Researchers thought they had dealt their newborn mice a death blow by deleting the Numb and Numb-like genes in the neural progenitor cells of the subventricular zone (SVZ). Within 2 weeks of the conditional deletion, they saw massive enlargement of the ventricles and loss of cells lining the space and disappearance of the associated neuroprogenitor cells. Growth retardation was starting to set in.
But surprisingly, the mice did not die. In fact, by the time they were 6 months old, their brains had largely repaired the early damage. That surprising finding, reported in this week’s Cell from Yuh-Nung Jan and colleagues of the Howard Hughes Medical Institute at the University of California at San Francisco, revealed an unexpected capacity in the brain for self-repair and remodeling in the face of what looked like catastrophic damage to the stem cell niche.
While the results are not directly applicable to AD—the type of damage the disease causes is vastly different from Numb knockouts—it is a hopeful sign for the future prospects of harnessing the natural regenerative capacity of the brain to remedy some aspects of neurodegenerative disease.
The brain-repair story started as a search for genes that function to maintain and regulate the neural progenitor pool that persists in the SVZ throughout postnatal and adult life. First author Chay Kuo and colleagues developed a scheme to target these cells by expressing a tamoxifen-inducible Cre recombinase transgene under control of the progenitor-specific nestin promoter. They used the targeted Cre to create a conditional knockout in postnatal mice of a known regulator of embryonic neurogenesis, the Numb gene. By doing this in a background of a knockout of the Numb homolog, Numb-like, they could create mice double null for the two related genes.
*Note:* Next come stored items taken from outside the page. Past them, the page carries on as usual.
//! In-memory register space that records every write and delay on one timeline.
//!
//! Used by the tests and by the demo binary to observe what the driver puts on the wires
//! without a board. See [crate::lcd::hd44780::probe::BusProbe] for decoding the timeline back
//! into nibble transfers.

use crate::{IoSpace, LcdError, LcdResult, Register};
use embedded_hal::delay::DelayNs;
use std::cell::RefCell;
use std::fmt::{Debug, Formatter};

/// Something that happened on the simulated board.
#[derive(Copy, Clone, Debug, Eq, PartialEq)]
pub enum SimEvent {
    /// A register was written (whole-register writes and read-modify-writes alike).
    Write { address: u16, value: u8 },
    /// The driver blocked for the given time.
    Delay { ns: u32 },
}

/// A simulated data space. Not `Sync`: one thread drives it, like the real board.
pub struct SimIoSpace {
    memory: RefCell<Vec<u8>>,
    timeline: RefCell<Vec<SimEvent>>,
}

impl SimIoSpace {
    /// Size of the ATmega2560 register area (I/O and extended I/O registers).
    pub const ATMEGA2560_SIZE: usize = 0x200;

    pub fn new(size: usize) -> Self {
        SimIoSpace {
            memory: RefCell::new(vec![0; size]),
            timeline: RefCell::new(Vec::new()),
        }
    }

    /// Gets the current value at `address`, or `0` if out of range.
    pub fn peek(&self, address: u16) -> u8 {
        self.memory
            .borrow()
            .get(address as usize)
            .copied()
            .unwrap_or(0)
    }

    /// Sets a value without recording it, as another peripheral would.
    pub fn poke(&self, address: u16, value: u8) {
        if let Some(byte) = self.memory.borrow_mut().get_mut(address as usize) {
            *byte = value;
        }
    }

    /// Gets a copy of everything recorded so far.
    pub fn timeline(&self) -> Vec<SimEvent> {
        self.timeline.borrow().clone()
    }

    pub fn clear_timeline(&self) {
        self.timeline.borrow_mut().clear();
    }

    /// Sums all recorded delays.
    pub fn total_delay_ns(&self) -> u64 {
        self.timeline
            .borrow()
            .iter()
            .map(|event| match event {
                SimEvent::Delay { ns } => u64::from(*ns),
                SimEvent::Write { .. } => 0,
            })
            .sum()
    }

    /// Gets a delay provider that records into this space's timeline instead of blocking.
    pub fn delay(&self) -> SimDelay<'_> {
        SimDelay { space: self }
    }

    fn record(&self, event: SimEvent) {
        self.timeline.borrow_mut().push(event);
    }
}

impl Default for SimIoSpace {
    fn default() -> Self {
        SimIoSpace::new(Self::ATMEGA2560_SIZE)
    }
}

impl Debug for SimIoSpace {
    fn fmt(&self, f: &mut Formatter<'_>) -> std::fmt::Result {
        write!(
            f,
            "SimIoSpace({} bytes, {} events)",
            self.memory.borrow().len(),
            self.timeline.borrow().len()
        )
    }
}

impl IoSpace for SimIoSpace {
    fn size(&self) -> usize {
        self.memory.borrow().len()
    }

    fn get_register(&self, address: u16) -> LcdResult<Box<dyn Register + '_>> {
        if address as usize >= self.size() {
            return Err(LcdError::InvalidArgument);
        }
        Ok(Box::new(SimRegister {
            space: self,
            address,
        }))
    }
}

struct SimRegister<'a> {
    space: &'a SimIoSpace,
    address: u16,
}

impl Debug for SimRegister<'_> {
    fn fmt(&self, f: &mut Formatter<'_>) -> std::fmt::Result {
        write!(f, "SimRegister({:#05x})", self.address)
    }
}

impl Register for SimRegister<'_> {
    fn read(&self) -> LcdResult<u8> {
        Ok(self.space.peek(self.address))
    }

    fn write(&self, value: u8) -> LcdResult<()> {
        self.space.poke(self.address, value);
        self.space.record(SimEvent::Write {
            address: self.address,
            value,
        });
        Ok(())
    }
}

/// Delay provider for [SimIoSpace]; returns immediately.
pub struct SimDelay<'a> {
    space: &'a SimIoSpace,
}

impl Debug for SimDelay<'_> {
    fn fmt(&self, f: &mut Formatter<'_>) -> std::fmt::Result {
        write!(f, "SimDelay")
    }
}

impl DelayNs for SimDelay<'_> {
    fn delay_ns(&mut self, ns: u32) {
        self.space.record(SimEvent::Delay { ns });
    }

    fn delay_us(&mut self, us: u32) {
        self.delay_ns(us.saturating_mul(1_000));
    }

    fn delay_ms(&mut self, ms: u32) {
        self.delay_ns(ms.saturating_mul(1_000_000));
    }
}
The mice expressing a floxed Numb allele and null for Numb-like gene appeared completely normal, with no defects in postnatal brain development. But when the investigators gave the newborn mice one dose of tamoxifen, the results were dramatic. By 1 week later, the animals showed severe lateral ventricle enlargement. By 2 weeks, the cell layers that lined the ventricle walls were falling apart, and SVZ neuroblasts had mostly disappeared. The picture of destruction was consistent with the observed normal expression pattern of Numb protein in both the ependymal cells and neural progenitors that make up the SVZ stem cell complement, and showed an important role for the protein in both niche structure and progenitor cell survival.
But wait a minute. As the animals aged, rather than worsen and die, they survived into adulthood. When the investigators took a look at 6-week-old mice, they found a surprising result. Ventricle size was much smaller, and the ventricular walls had been repaired. The new wall tissue was different from the original, containing astrocytes as well as ependymal cells. But the repaired tissue was able to support neural progenitors, which the researchers found growing adjacent to the new wall. The cells responsible for the repair job were none other than Numb-positive, SVZ progenitors that had escaped the initial tamoxifen-induced deletion. Consistent with this result, there was no evidence of repair in mice repeatedly treated with tamoxifen.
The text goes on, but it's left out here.